I think the guide blades are more efficient through the turn outs. Think if it like an axe head. With the guide blade it’s easier to slip through that copper guide. In the case of the pins it’s like turning the head around. There is also more surface area to contact the strip in reverse. As well as the steel pins in contact with the copper, causing wear.
I've not been able to get a definitive answer on this. At first I thought they were repairs, but I've talked to original owners that insist they are original owners and they came that way. I inquired about one on
ebay last year and they guy said there was no way to push them in, but I have no idea if that was accurate.
No way! Those original unbroken brown guide pins are HTF.

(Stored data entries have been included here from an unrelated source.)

//! The file boundary shared by the delivery paths.
//!
//! Turns an uploaded (or locally read) file into pipeline input and the
//! pipeline output into a downloadable file.

use crate::convert::{Conversion, Converter};
use crate::error::{ConvertError, ConvertResult};

/// MIME type an `.ics` upload is expected to declare.
pub const CALENDAR_CONTENT_TYPE: &str = "text/calendar";

/// MIME type of the CSV download.
pub const CSV_CONTENT_TYPE: &str = "text/csv; charset=utf-8";

/// UTF-8 byte-order mark, so spreadsheets pick the right encoding for accents.
pub const UTF8_BOM: &[u8] = b"\xEF\xBB\xBF";

const FALLBACK_FILE_NAME: &str = "calendario";

/// One supplied file.
#[derive(Debug, Clone, Default)]
pub struct Upload {
    pub file_name: Option<String>,
    pub content_type: Option<String>,
    pub bytes: Vec<u8>,
}

impl Upload {
    pub fn new(file_name: Option<String>, content_type: Option<String>, bytes: Vec<u8>) -> Self {
        Upload {
            file_name,
            content_type,
            bytes,
        }
    }

    /// Name of the CSV produced from this upload.
    pub fn output_file_name(&self) -> String {
        output_file_name(self.file_name.as_deref())
    }
}

impl Converter {
    /// Convert a supplied file.
    ///
    /// A missing or zero-length file is `NoFile`. The declared MIME type is
    /// only checked for a warning; conversion proceeds regardless.
    pub fn convert_upload(&self, upload: Option<&Upload>) -> ConvertResult<Conversion> {
        let upload = upload.ok_or(ConvertError::NoFile)?;
        if upload.bytes.is_empty() {
            return Err(ConvertError::NoFile);
        }

        match upload.content_type.as_deref() {
            Some(ct) if is_calendar_type(ct) => {}
            declared => tracing::warn!(
                content_type = declared.unwrap_or("<none>"),
                "unexpected file type, converting anyway"
            ),
        }

        let text = String::from_utf8_lossy(&upload.bytes);
        self.convert(strip_bom(&text))
    }
}

fn is_calendar_type(content_type: &str) -> bool {
    content_type
        .split(';')
        .next()
        .is_some_and(|essence| essence.trim().eq_ignore_ascii_case(CALENDAR_CONTENT_TYPE))
}

fn strip_bom(text: &str) -> &str {
    text.strip_prefix('\u{FEFF}').unwrap_or(text)
}

/// Replace a trailing `.ics` with `.csv`; other names just gain `.csv`.
pub fn output_file_name(input: Option<&str>) -> String {
    let base = input
        .map(|name| {
            // Browsers may send a full client path
            let name = name.rsplit(['/', '\\']).next().unwrap_or(name);
            match name.len().checked_sub(4) {
                Some(cut) if name.is_char_boundary(cut) && name[cut..].eq_ignore_ascii_case(".ics") => {
                    &name[..cut]
                }
                _ => name,
            }
        })
        .filter(|base| !base.trim().is_empty())
        .unwrap_or(FALLBACK_FILE_NAME);

    format!("{base}.csv")
}

/// Prefix the CSV text with the UTF-8 byte-order mark.
pub fn with_bom(csv: &str) -> Vec<u8> {
    let mut bytes = Vec::with_capacity(UTF8_BOM.len() + csv.len());
    bytes.extend_from_slice(UTF8_BOM);
    bytes.extend_from_slice(csv.as_bytes());
    bytes
}
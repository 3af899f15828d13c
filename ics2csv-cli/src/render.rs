//! Terminal rendering for conversion results.
//!
//! Extension traits that add colored output to ics2csv-core types
//! using owo_colors.

use ics2csv_core::Conversion;
use owo_colors::OwoColorize;

/// Extension trait for TUI rendering with colors.
pub trait Render {
    fn render(&self) -> String;
}

impl Render for Conversion {
    fn render(&self) -> String {
        let rows = format!("{} {}", self.rows, pluralize("event", self.rows));
        let mut line = format!("{} Converted {}", "✓".green(), rows.bold());

        if self.skipped > 0 {
            let skipped = format!(
                "({} other {} ignored)",
                self.skipped,
                pluralize("component", self.skipped)
            );
            line.push_str(&format!(" {}", skipped.dimmed()));
        }

        line
    }
}

/// Simple pluralization helper
fn pluralize(word: &str, count: usize) -> String {
    if count == 1 {
        word.to_string()
    } else {
        format!("{word}s")
    }
}
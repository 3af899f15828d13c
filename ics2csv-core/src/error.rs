//! Error types for the conversion pipeline.

use thiserror::Error;

/// File-level failures that abort a conversion.
///
/// Per-event problems (bad dates, missing fields) never show up here; they
/// degrade to empty output fields instead.
#[derive(Error, Debug)]
pub enum ConvertError {
    #[error("No file supplied")]
    NoFile,

    #[error("File content is empty")]
    EmptyContent,

    #[error("ICS decode error: {0}")]
    Decode(String),

    #[error("No VEVENT components found")]
    NoEvents,

    #[error("Internal error: {0}")]
    Internal(String),

    #[error("Configuration error: {0}")]
    Config(String),

    #[error("IO error: {0}")]
    Io(#[from] std::io::Error),
}

impl ConvertError {
    /// Message shown to the person who uploaded the file.
    pub fn user_message(&self) -> String {
        match self {
            ConvertError::NoFile => "Nenhum arquivo enviado.".to_string(),
            ConvertError::EmptyContent => {
                "O arquivo .ics está vazio ou não pôde ser lido.".to_string()
            }
            ConvertError::Decode(detail) => format!(
                "Erro ao processar o ficheiro .ics: {detail}. Verifique se o formato do ficheiro é válido."
            ),
            ConvertError::NoEvents => "Nenhum evento válido encontrado no ficheiro .ics.".to_string(),
            ConvertError::Internal(detail) | ConvertError::Config(detail) => {
                format!("Erro no servidor: {detail}")
            }
            ConvertError::Io(e) => format!("Erro no servidor: {e}"),
        }
    }

    /// Whether the failure was caused by the input rather than by us.
    pub fn is_client_error(&self) -> bool {
        matches!(
            self,
            ConvertError::NoFile
                | ConvertError::EmptyContent
                | ConvertError::Decode(_)
                | ConvertError::NoEvents
        )
    }
}

/// Result type alias for conversion operations.
pub type ConvertResult<T> = Result<T, ConvertError>;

You got a smoking deal Mike… Although that 56 is fairly common in both US-1 and Tyco’s HP-7 line, it is an original issue, and my goodness the paint is beautiful..
I’ve seen the “snail” 53 quite a few times and wondered about that as well. Why Tyco did that is anyone’s guess. I wondered if the windshield piece has something to do with it.
Looking at my example there is a large piece of “sprue” where the windshield was cut from the “tree”. The light pin was melted to secure it to the roof. I’d assume that was a cost cutting procedure to nix the melt so because if the pin protruding the windshield insert can’t be put in. Viola! Answer found…
Tyco Engineer: “Sir, we have an issue with the 53, the light pin won’t allow the windshield to be installed.. We already cut cost by not heat welding the parts.”
Tyco Executive: “Johnson, I pay you $35,000 a year to fix these things, just DO IT! And cut another $0.25 from the production cost for bothering me!”
And here we see the “snail” in its conception. Not installing the light all the way reduced the press cost of $0.20 per car. When it wouldn’t have cost anything to just shift the cutting jig 1/16” to the left on the windshield insert.